И он еще долго добивался, чтобы я признался, что да, неверно!

Война занимает все его мысли. Он любит говорить о ней. Но именно о ней, а не о себе на войне. Он хорошо понимает, что те, с кем он говорит, так же, как и он, бывали в переделках и что им тоже знакомы и чувство риска, и чувство страха. Рассказывая о войне, он никогда не говорит "я пошел", или "мы лежали под огнем", или "а в это время как ударит рядом мина!". Он говорит только о том, что может оказаться интересным для всех. Больше всего о любопытном, забавном и смешном. Когда один из наших попутчиков, человек хороший и храбрый, но злоупотребляющий рассказами о том, как они шли, как лежали и как по ним стреляли, принимается за эти свои неинтересные для других рассказы, Петров с комическим ужасом поднимает руки: - Опять боевые эпизоды! - и лукаво, необидно улыбается. А вообще он очень чуток к людям.

Уже перед самым отъездом с севера приходим на базу подводного флота. Одна "малютка" только что вернулась из удачного, но тяжелого плавания. Вокруг нее разорвалось много глубинных бомб, и в ее корпусе несколько десятков вмятин. По традиции подводников после возвращения на базу на лодку приглашен командир бригады и заодно с ним мы с Петровым. На скорую руку устроен ужин из оставшихся после похода продуктов. Железные кружки с водкой и консервы передаются из рук в руки. Сидим тесно, друг на друге. В разгар веселья кто-то роняет кружку, .и она с грохотом падает. Сидящие за столом подводники вздрагивают. Это рефлекс. Только что много часов подряд они слышали грохот взрывов, измучены до предела и еле держатся на ногах от усталости.

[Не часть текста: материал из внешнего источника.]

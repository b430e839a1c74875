/*
 * Copyright (c) 2021-2021 Thomas Kramer.
 *
 * This file is part of regrid
 * (a fork of https://codeberg.org/libreda/interp).
 *
 * This program is free software: you can redistribute it and/or modify
 * it under the terms of the GNU General Public License as published by
 * the Free Software Foundation, either version 3 of the License, or
 * (at your option) any later version.
 *
 * This program is distributed in the hope that it will be useful,
 * but WITHOUT ANY WARRANTY; without even the implied warranty of
 * MERCHANTABILITY or FITNESS FOR A PARTICULAR PURPOSE.  See the
 * GNU General Public License for more details.
 *
 * You should have received a copy of the GNU General Public License
 * along with this program. If not, see <http://www.gnu.org/licenses/>.
 */


//! Decimal rounding of output values.

use num_traits::{cast, Float};

use crate::error::ConfigurationError;

/// Largest supported number of decimal digits.
pub const MAX_PRECISION: u32 = 15;

/// Round `value` to `digits` decimals. Exact ties go to the even neighbour.
/// Non-finite values are returned unchanged.
pub fn round_to<F: Float>(value: F, digits: u32) -> F {
    if !value.is_finite() {
        return value;
    }
    let scale: F = match cast(10f64.powi(digits as i32)) {
        Some(s) => s,
        None => return value,
    };
    let scaled = value * scale;
    if !scaled.is_finite() {
        return value;
    }
    round_half_even(scaled) / scale
}

fn round_half_even<F: Float>(v: F) -> F {
    let r = v.round();
    let two = F::one() + F::one();
    // `round` breaks ties away from zero, pull exact halves back to the even neighbour.
    if (v - v.trunc()).abs() == cast(0.5).unwrap_or_else(F::zero) && r % two != F::zero() {
        r - v.signum()
    } else {
        r
    }
}

/// Round all values in place. `None` leaves them untouched.
pub fn round_all(values: &mut [f64], digits: Option<u32>) {
    if let Some(d) = digits {
        values.iter_mut().for_each(|v| *v = round_to(*v, d));
    }
}

/// Check a configured precision.
pub fn validate(digits: Option<u32>) -> Result<(), ConfigurationError> {
    match digits {
        Some(d) if d > MAX_PRECISION => Err(ConfigurationError::InvalidPrecision(d)),
        _ => Ok(()),
    }
}

#[test]
fn test_round_to() {
    assert_eq!(round_to(19.999999999999996f64, 1), 20.0);
    assert_eq!(round_to(1.26f64, 1), 1.3);
    assert_eq!(round_to(-1.26f64, 1), -1.3);
    assert_eq!(round_to(7.0f64, 0), 7.0);
    assert!(round_to(f64::NAN, 2).is_nan());
}

#[test]
fn test_ties_to_even() {
    assert_eq!(round_to(2.5f64, 0), 2.0);
    assert_eq!(round_to(3.5f64, 0), 4.0);
    assert_eq!(round_to(-2.5f64, 0), -2.0);
    assert_eq!(round_to(0.125f64, 2), 0.12);
}

#[test]
fn test_validate() {
    assert!(validate(None).is_ok());
    assert!(validate(Some(15)).is_ok());
    assert_eq!(validate(Some(16)), Err(ConfigurationError::InvalidPrecision(16)));
}
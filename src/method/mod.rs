/*
 * Copyright (c) 2021-2021 Thomas Kramer.
 *
 * This file is part of regrid
 * (a fork of https://codeberg.org/libreda/interp).
 *
 * This program is free software: you can redistribute it and/or modify
 * it under the terms of the GNU General Public License as published by
 * the Free Software Foundation, either version 3 of the License, or
 * (at your option) any later version.
 *
 * This program is distributed in the hope that it will be useful,
 * but WITHOUT ANY WARRANTY; without even the implied warranty of
 * MERCHANTABILITY or FITNESS FOR A PARTICULAR PURPOSE.  See the
 * GNU General Public License for more details.
 *
 * You should have received a copy of the GNU General Public License
 * along with this program. If not, see <http://www.gnu.org/licenses/>.
 */


//! Interpolation methods.
//!
//! Every method maps known samples `(x_known, y_known)` to values at `x_query`.
//! Known samples do not need to be sorted. They must be finite, which
//! [`Resampler`](crate::resampler::Resampler) guarantees by dropping empty cells.
//!
//! # Example
//! ```
//! use regrid::method::{Method, MethodOptions};
//!
//! let method: Method = "nearest".parse().unwrap();
//! let values = method
//!     .interpolate(&[1.0, 2.0], &[10.0, 20.0], &[1.5, 1.9], &MethodOptions::default())
//!     .unwrap();
//! assert_eq!(values, vec![10.0, 20.0]);
//! ```

mod logarithmic;
mod nearest;
mod nearest_two_point;
mod polynomial;
mod spline;

use std::fmt;
use std::str::FromStr;

use crate::error::{MethodNotApplicable, UnsupportedMethod};
use crate::interp1d::Interp1D;

pub use spline::MAX_DEGREE as MAX_SPLINE_DEGREE;

/// The closed set of supported interpolation methods.
#[derive(Copy, Clone, Debug, PartialEq, Eq, Hash)]
pub enum Method {
    /// Local linear fit through the two known points closest to each query.
    NearestTwoPoint,
    /// Piecewise linear, extrapolating with the edge slopes.
    Linear,
    /// Value of the nearest known point.
    Nearest,
    /// Global polynomial through all known points.
    Polynomial,
    /// Interpolating B-spline, cubic by default.
    Spline,
    /// Linear interpolation of `ln(y)`.
    Logarithmic,
}

impl Method {
    /// All registered methods in the order used when none are requested.
    pub const ALL: [Method; 6] = [
        Method::NearestTwoPoint,
        Method::Linear,
        Method::Nearest,
        Method::Polynomial,
        Method::Spline,
        Method::Logarithmic,
    ];

    /// Canonical registry name.
    pub fn name(self) -> &'static str {
        match self {
            Method::NearestTwoPoint => "nearest_two_point",
            Method::Linear => "linear",
            Method::Nearest => "nearest",
            Method::Polynomial => "polynomial",
            Method::Spline => "spline",
            Method::Logarithmic => "logarithmic",
        }
    }

    /// Human readable label used in reports.
    pub fn label(self) -> &'static str {
        match self {
            Method::NearestTwoPoint => "nearest two-point interpolation",
            Method::Linear => "linear interpolation",
            Method::Nearest => "nearest-neighbour interpolation",
            Method::Polynomial => "polynomial interpolation",
            Method::Spline => "spline interpolation",
            Method::Logarithmic => "logarithmic interpolation",
        }
    }

    /// Evaluate this method at `x_query`.
    ///
    /// # Errors
    /// Returns [`MethodNotApplicable`] when the method cannot produce finite values for
    /// these samples. Nothing is substituted here, see [`Method::interpolate_or_linear`].
    ///
    /// # Panics
    /// Panics when `x_known` and `y_known` differ in length.
    pub fn interpolate(
        self,
        x_known: &[f64],
        y_known: &[f64],
        x_query: &[f64],
        options: &MethodOptions,
    ) -> Result<Vec<f64>, MethodNotApplicable> {
        assert_eq!(x_known.len(), y_known.len(), "x-axis length mismatch.");

        let values = match self {
            Method::Linear => linear(x_known, y_known, x_query)?,
            Method::Nearest => nearest::interpolate(x_known, y_known, x_query)?,
            Method::NearestTwoPoint => nearest_two_point::interpolate(x_known, y_known, x_query)?,
            Method::Polynomial => {
                polynomial::interpolate(x_known, y_known, x_query, options.polynomial_degree)?
            }
            Method::Spline => spline::interpolate(x_known, y_known, x_query, options.spline_degree)?,
            Method::Logarithmic => {
                logarithmic::interpolate(x_known, y_known, x_query, options.log_epsilon)?
            }
        };

        match values.iter().zip(x_query).find(|(v, _)| !v.is_finite()) {
            Some((_, &x)) => Err(MethodNotApplicable::NonFinite(x)),
            None => Ok(values),
        }
    }

    /// Evaluate this method and substitute linear interpolation when it is not applicable.
    ///
    /// Returns the values together with the reason of the substitution, if any.
    ///
    /// # Errors
    /// Fails only when linear interpolation cannot run either, i.e. there are no samples.
    pub fn interpolate_or_linear(
        self,
        x_known: &[f64],
        y_known: &[f64],
        x_query: &[f64],
        options: &MethodOptions,
    ) -> Result<(Vec<f64>, Option<MethodNotApplicable>), MethodNotApplicable> {
        match self.interpolate(x_known, y_known, x_query, options) {
            Ok(values) => Ok((values, None)),
            Err(reason) if self == Method::Linear => Err(reason),
            Err(reason) => {
                let values = Method::Linear.interpolate(x_known, y_known, x_query, options)?;
                Ok((values, Some(reason)))
            }
        }
    }
}

impl fmt::Display for Method {
    fn fmt(&self, f: &mut fmt::Formatter<'_>) -> fmt::Result {
        f.write_str(self.name())
    }
}

impl FromStr for Method {
    type Err = UnsupportedMethod;

    /// Parse a registry name. Case and `-`/`_` are not significant and `log` is
    /// accepted for `logarithmic`.
    fn from_str(s: &str) -> Result<Self, Self::Err> {
        let key = s.trim().to_ascii_lowercase().replace('-', "_");
        let method = match key.as_str() {
            "log" => Method::Logarithmic,
            _ => *Method::ALL
                .iter()
                .find(|m| m.name() == key)
                .ok_or_else(|| UnsupportedMethod(s.trim().to_string()))?,
        };
        Ok(method)
    }
}

/// Tuning knobs of the individual methods.
#[derive(Clone, Debug, PartialEq)]
pub struct MethodOptions {
    /// `None` fits the interpolating polynomial of degree `n - 1` through all points.
    /// `Some(d)` with `d < n - 1` fits a least-squares polynomial of degree `d` instead.
    pub polynomial_degree: Option<usize>,
    /// Spline degree, `1..=5`.
    pub spline_degree: usize,
    /// Offset added to the values before taking the logarithm. Without it any
    /// non-positive value makes the logarithmic method fall back to linear.
    pub log_epsilon: Option<f64>,
}

impl Default for MethodOptions {
    fn default() -> Self {
        Self {
            polynomial_degree: None,
            spline_degree: 3,
            log_epsilon: None,
        }
    }
}

/// Record of a method that was not applicable to one column.
#[derive(Clone, Debug, PartialEq)]
pub struct Fallback {
    /// The requested method.
    pub method: Method,
    /// The dependent column.
    pub column: String,
    /// Why the method could not be used.
    pub reason: MethodNotApplicable,
    /// The method that produced the values instead, `None` when the column was
    /// left empty.
    pub substitute: Option<Method>,
}

impl fmt::Display for Fallback {
    fn fmt(&self, f: &mut fmt::Formatter<'_>) -> fmt::Result {
        match self.substitute {
            Some(m) => write!(f, "{} on `{}`: {}, used {}", self.method, self.column, self.reason, m),
            None => write!(f, "{} on `{}`: {}, column left empty", self.method, self.column, self.reason),
        }
    }
}

/// Piecewise linear interpolation with linear extrapolation.
fn linear(x_known: &[f64], y_known: &[f64], x_query: &[f64]) -> Result<Vec<f64>, MethodNotApplicable> {
    let interp = Interp1D::new(x_known.to_vec(), y_known.to_vec())?;
    Ok(interp.eval_many(x_query))
}

#[cfg(test)]
fn opts() -> MethodOptions {
    MethodOptions::default()
}

#[test]
fn test_parse_names() {
    for m in Method::ALL.iter() {
        assert_eq!(m.name().parse::<Method>().unwrap(), *m);
    }
    assert_eq!("log".parse::<Method>().unwrap(), Method::Logarithmic);
    assert_eq!(" Nearest-Two-Point ".parse::<Method>().unwrap(), Method::NearestTwoPoint);
    assert_eq!("cubic".parse::<Method>(), Err(UnsupportedMethod("cubic".to_string())));
}

#[test]
fn test_linear_exactness() {
    let v = Method::Linear
        .interpolate(&[0.0, 1.0, 2.0], &[0.0, 2.0, 4.0], &[1.5, 3.0], &opts())
        .unwrap();
    assert_eq!(v, vec![3.0, 6.0]);
}

#[test]
fn test_nearest_tie_goes_to_first() {
    let v = Method::Nearest
        .interpolate(&[1.0, 2.0], &[10.0, 20.0], &[1.5], &opts())
        .unwrap();
    assert_eq!(v, vec![10.0]);
}

#[test]
fn test_spline_with_three_points_falls_back_to_linear() {
    let x = [0.0, 1.0, 3.0];
    let y = [1.0, 5.0, 2.0];
    let q = [-1.0, 0.5, 2.0, 4.0];

    let err = Method::Spline.interpolate(&x, &y, &q, &opts()).unwrap_err();
    assert_eq!(err, MethodNotApplicable::TooFewPoints { required: 4, got: 3 });

    let (spline, reason) = Method::Spline.interpolate_or_linear(&x, &y, &q, &opts()).unwrap();
    let linear = Method::Linear.interpolate(&x, &y, &q, &opts()).unwrap();
    assert_eq!(spline, linear);
    assert!(reason.is_some());
}

#[test]
fn test_logarithmic_guard_falls_back_to_linear() {
    let x = [0.0, 1.0, 2.0];
    let y = [0.0, 10.0, 100.0];
    let q = [0.5, 1.5];

    let (log, reason) = Method::Logarithmic.interpolate_or_linear(&x, &y, &q, &opts()).unwrap();
    let linear = Method::Linear.interpolate(&x, &y, &q, &opts()).unwrap();
    assert_eq!(log, linear);
    assert_eq!(reason, Some(MethodNotApplicable::NonPositive(0.0)));
}

#[test]
fn test_polynomial_duplicate_nodes_fall_back() {
    let x = [0.0, 1.0, 1.0, 2.0];
    let y = [0.0, 1.0, 2.0, 3.0];
    let q = [0.5];
    let (v, reason) = Method::Polynomial.interpolate_or_linear(&x, &y, &q, &opts()).unwrap();
    assert_eq!(reason, Some(MethodNotApplicable::DuplicateNodes(1.0)));
    assert_eq!(v, Method::Linear.interpolate(&x, &y, &q, &opts()).unwrap());
}

#[test]
fn test_no_samples() {
    for m in Method::ALL.iter() {
        let r = m.interpolate_or_linear(&[], &[], &[1.0], &opts());
        assert!(r.is_err(), "{} should fail without samples", m);
    }
}

#[test]
fn test_every_method_reproduces_a_line() {
    let x = [0.0, 1.0, 2.0, 3.0, 4.0];
    let y: Vec<f64> = x.iter().map(|v| 2.0 * v + 1.0).collect();
    let q = [0.5, 1.5, 3.5];
    for m in [Method::Linear, Method::NearestTwoPoint, Method::Polynomial, Method::Spline].iter() {
        let v = m.interpolate(&x, &y, &q, &opts()).unwrap();
        for (got, x) in v.iter().zip(q.iter()) {
            assert!((got - (2.0 * x + 1.0)).abs() < 1e-9, "{} at {}: {}", m, x, got);
        }
    }
}
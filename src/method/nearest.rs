/*
 * Copyright (c) 2021-2021 Thomas Kramer.
 *
 * This file is part of regrid
 * (a fork of https://codeberg.org/libreda/interp).
 *
 * This program is free software: you can redistribute it and/or modify
 * it under the terms of the GNU General Public License as published by
 * the Free Software Foundation, either version 3 of the License, or
 * (at your option) any later version.
 *
 * This program is distributed in the hope that it will be useful,
 * but WITHOUT ANY WARRANTY; without even the implied warranty of
 * MERCHANTABILITY or FITNESS FOR A PARTICULAR PURPOSE.  See the
 * GNU General Public License for more details.
 *
 * You should have received a copy of the GNU General Public License
 * along with this program. If not, see <http://www.gnu.org/licenses/>.
 */


//! Nearest-neighbour lookup.

use crate::error::MethodNotApplicable;
use crate::sorted_by_x;

/// Value of the known point closest to each query.
///
/// Equidistant neighbours resolve to the lower one. Queries outside the sample
/// range take the value of the closest end point.
pub(super) fn interpolate(x_known: &[f64], y_known: &[f64], x_query: &[f64]) -> Result<Vec<f64>, MethodNotApplicable> {
    if x_known.is_empty() {
        return Err(MethodNotApplicable::TooFewPoints { required: 1, got: 0 });
    }
    let (x, y) = sorted_by_x(x_known, y_known);

    Ok(x_query.iter().map(|&q| y[nearest_index(&x, q)]).collect())
}

/// Index of the sample closest to `q` in the sorted `x`.
///
/// Among equal abscissae the first one is returned.
fn nearest_index(x: &[f64], q: f64) -> usize {
    // First index with `x[i] >= q`.
    let right = x.partition_point(|&v| v < q);
    if right == 0 {
        return 0;
    }

    let mut left = right - 1;
    while left > 0 && x[left - 1] == x[left] {
        left -= 1;
    }

    if right < x.len() && x[right] - q < q - x[left] {
        right
    } else {
        left
    }
}

#[test]
fn test_nearest_index() {
    let x = [1.0, 2.0, 2.0, 4.0];
    assert_eq!(nearest_index(&x, 0.0), 0);
    assert_eq!(nearest_index(&x, 1.4), 0);
    assert_eq!(nearest_index(&x, 1.5), 0);
    assert_eq!(nearest_index(&x, 1.6), 1);
    assert_eq!(nearest_index(&x, 2.0), 1);
    assert_eq!(nearest_index(&x, 3.0), 1);
    assert_eq!(nearest_index(&x, 3.5), 3);
    assert_eq!(nearest_index(&x, 10.0), 3);
}

#[test]
fn test_nearest_clamps_outside_range() {
    let v = interpolate(&[3.0, 1.0], &[30.0, 10.0], &[-5.0, 1.0, 2.9, 7.0]).unwrap();
    assert_eq!(v, vec![10.0, 10.0, 30.0, 30.0]);
}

После ужина молодой моторист тащит Петрова в свой отсек. После огромного напряжения и усталости на него подействовали сто граммов водки, и он с упорством подвыпившего человека хочет, чтобы Петров непременно пощупал все до одной вмятины в его отсеке. Петров добросовестно лезет вместе с ним и щупает вмятины, ударяясь о приборы. Это продолжается довольно долго, и я стараюсь его выручить.

- Подождите, я еще не все посмотрел, - говорит он сердито и лазает вместе с мотористом еще пятнадцать минут.

Когда мы поднимаемся из лодки на воздух, Петров говорит мне:

- Как вы не понимаете? Этому парню так хотелось непременно показать мне все свои вмятины. Я понял, что они пережили за эти кошмарные сутки. Как я мог его торопить?

И я, слыша это, понимаю, что по-человечески прав Петров, а не я.

Мы летим обратно в Москву из Мурманска белой северной ночью. Километров пятьсот самолет идет вдоль линии фронта. Петров сначала дремлет, а потом, взяв у меня томик Диккенса "Приключения Николаса Никкльби", удобно пристроившись, с увлечением читает. Полет кончается благополучно.

В июне в гостинице "Москва" Петров заходит ко мне в номер и говорит, что, очевидно, завтра утром летит в Севастополь. Нет ли у меня плаща?